__Exercise__
With the string "Clone" as the filter, copy each matching line from the records.

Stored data
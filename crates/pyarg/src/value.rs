use core::ffi::c_void;
use std::{
    any::{type_name, Any},
    ffi::{CStr, CString},
    ptr,
};

use num::cast::AsPrimitive;

use crate::{
    cell::CellValue,
    error::{ArgError, ArgResult},
    kind::{Kind, Promoted},
    object::Object,
};

/**
    An immediate value handed to the value builder.
*/
#[derive(Debug, Clone, Copy, PartialEq)]
pub enum Value<'a> {
    Str(&'a str),
    Object(Object),
    I8(i8),
    I16(i16),
    I32(i32),
    I64(i64),
    Isize(isize),
    U8(u8),
    U16(u16),
    U32(u32),
    U64(u64),
    Usize(usize),
    F32(f32),
    F64(f64),
    Unsupported(&'static str),
}

macro_rules! value_from_any {
    ($value:ident, [$($variant:ident => $ty:ty),* $(,)?]) => {
        $(
            if let Some(v) = $value.downcast_ref::<$ty>() {
                return Value::$variant(*v);
            }
        )*
    };
}

macro_rules! impl_from_primitive {
    ($($variant:ident => $ty:ty),* $(,)?) => {
        $(
            impl From<$ty> for Value<'_> {
                fn from(value: $ty) -> Self {
                    Self::$variant(value)
                }
            }
        )*
    };
}

impl_from_primitive!(
    Object => Object,
    I8 => i8,
    I16 => i16,
    I32 => i32,
    I64 => i64,
    Isize => isize,
    U8 => u8,
    U16 => u16,
    U32 => u32,
    U64 => u64,
    Usize => usize,
    F32 => f32,
    F64 => f64,
);

impl<'a> From<&'a str> for Value<'a> {
    fn from(value: &'a str) -> Self {
        Self::Str(value)
    }
}

impl<'a> From<&'a String> for Value<'a> {
    fn from(value: &'a String) -> Self {
        Self::Str(value.as_str())
    }
}

impl<'a> Value<'a> {
    /**
        Creates a value from a reference to any type, based on its type.

        Types outside of the supported set become [`Value::Unsupported`].
    */
    pub fn of<T: Any>(value: &'a T) -> Self {
        let any: &'a dyn Any = value;
        if let Some(s) = any.downcast_ref::<String>() {
            return Value::Str(s.as_str());
        }
        if let Some(s) = any.downcast_ref::<&'static str>() {
            return Value::Str(*s);
        }
        value_from_any!(any, [
            Object => Object,
            I8 => i8,
            I16 => i16,
            I32 => i32,
            I64 => i64,
            Isize => isize,
            U8 => u8,
            U16 => u16,
            U32 => u32,
            U64 => u64,
            Usize => usize,
            F32 => f32,
            F64 => f64,
        ]);
        Value::Unsupported(type_name::<T>())
    }

    /**
        Returns the kind of this value.

        # Errors

        Errors with [`ArgError::UnsupportedType`] for unsupported values.
    */
    pub fn kind(&self) -> ArgResult<Kind> {
        Ok(match self {
            Self::Str(_) => Kind::Str,
            Self::Object(_) => Kind::Object,
            Self::I8(_) => Kind::I8,
            Self::I16(_) => Kind::I16,
            Self::I32(_) => Kind::I32,
            Self::I64(_) => Kind::I64,
            Self::Isize(_) => Kind::Isize,
            Self::U8(_) => Kind::U8,
            Self::U16(_) => Kind::U16,
            Self::U32(_) => Kind::U32,
            Self::U64(_) => Kind::U64,
            Self::Usize(_) => Kind::Usize,
            Self::F32(_) => Kind::F32,
            Self::F64(_) => Kind::F64,
            Self::Unsupported(name) => return Err(ArgError::UnsupportedType(*name)),
        })
    }
}

/**
    Builds an array of [`Value`]s, resolving each expression by its type.

    ```ignore
    let object = pyarg::build_value("(si)", &pyarg::values!["answer", 42i32])?;
    ```
*/
#[macro_export]
macro_rules! values {
    ($($value:expr),* $(,)?) => {
        [$($crate::Value::of(&$value)),*]
    };
}

/**
    A staged variadic argument for the value builder: the libffi
    type it is passed as, plus a pointer to the staged value.
*/
#[derive(Debug, Clone, Copy)]
pub struct BuildCell {
    kind: Kind,
    value: *mut c_void,
}

impl BuildCell {
    #[inline]
    pub fn kind(&self) -> Kind {
        self.kind
    }

    #[inline]
    pub fn promoted(&self) -> Promoted {
        self.kind.promoted()
    }

    #[inline]
    pub fn as_ptr(&self) -> *mut c_void {
        self.value
    }

    /**
        Reads the staged value as its promoted C type.
    */
    pub unsafe fn read<T: Copy>(&self) -> T {
        self.value.cast::<T>().read()
    }
}

/**
    Host owned copies of every value passed to a single build call.

    Staged strings and primitives are released when this drops,
    which must only happen after the native call has returned.
*/
#[derive(Debug)]
pub struct BuildCells {
    kinds: Box<[Kind]>,
    values: Box<[CellValue]>,
    strings: Vec<CString>,
}

impl BuildCells {
    #[inline]
    pub fn len(&self) -> usize {
        self.kinds.len()
    }

    #[inline]
    pub fn is_empty(&self) -> bool {
        self.kinds.is_empty()
    }

    // Text staged for string values, in value order
    pub fn strings(&self) -> impl Iterator<Item = &CStr> {
        self.strings.iter().map(CString::as_c_str)
    }

    /**
        Returns one build cell per staged value, in value order.
    */
    pub fn cells(&mut self) -> Vec<BuildCell> {
        self.kinds
            .iter()
            .zip(self.values.iter_mut())
            .map(|(kind, value)| BuildCell {
                kind: *kind,
                value: ptr::from_mut(value).cast(),
            })
            .collect()
    }
}

/**
    Stages a copy of every value, after checking that all of them are supported.

    # Errors

    Errors with [`ArgError::UnsupportedType`] if any value is unsupported,
    before anything is staged, or with [`ArgError::InvalidArgument`] if a
    string contains an interior nul byte.
*/
pub fn stage_values(values: &[Value<'_>]) -> ArgResult<BuildCells> {
    let kinds = values
        .iter()
        .map(Value::kind)
        .collect::<ArgResult<Box<[Kind]>>>()?;

    let mut strings = Vec::new();
    let mut staged = Vec::with_capacity(values.len());
    for (index, value) in values.iter().enumerate() {
        let mut cell = CellValue::zeroed();
        match *value {
            Value::Str(text) => {
                let text = CString::new(text).map_err(|_| {
                    ArgError::invalid(format!("string value {index} contains a nul byte"))
                })?;
                // The CString heap buffer does not move when the vec grows
                cell.ptr = text.as_ptr().cast_mut().cast::<c_void>();
                strings.push(text);
            }
            Value::Object(object) => cell.ptr = object.as_ptr().cast(),
            Value::I8(v) => cell.c_int = v.as_(),
            Value::I16(v) => cell.c_int = v.as_(),
            Value::U8(v) => cell.c_int = v.as_(),
            Value::U16(v) => cell.c_int = v.as_(),
            Value::I32(v) => cell.i32 = v,
            Value::I64(v) => cell.i64 = v,
            Value::Isize(v) => cell.isize = v,
            Value::U32(v) => cell.u32 = v,
            Value::U64(v) => cell.u64 = v,
            Value::Usize(v) => cell.usize = v,
            Value::F32(v) => cell.f64 = f64::from(v),
            Value::F64(v) => cell.f64 = v,
            Value::Unsupported(name) => return Err(ArgError::UnsupportedType(name)),
        }
        staged.push(cell);
    }

    Ok(BuildCells {
        kinds,
        values: staged.into_boxed_slice(),
        strings,
    })
}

__Final answer__
#[derive(Debug, Clone, Copy, PartialEq)]
#[derive(Debug, Clone, Copy)]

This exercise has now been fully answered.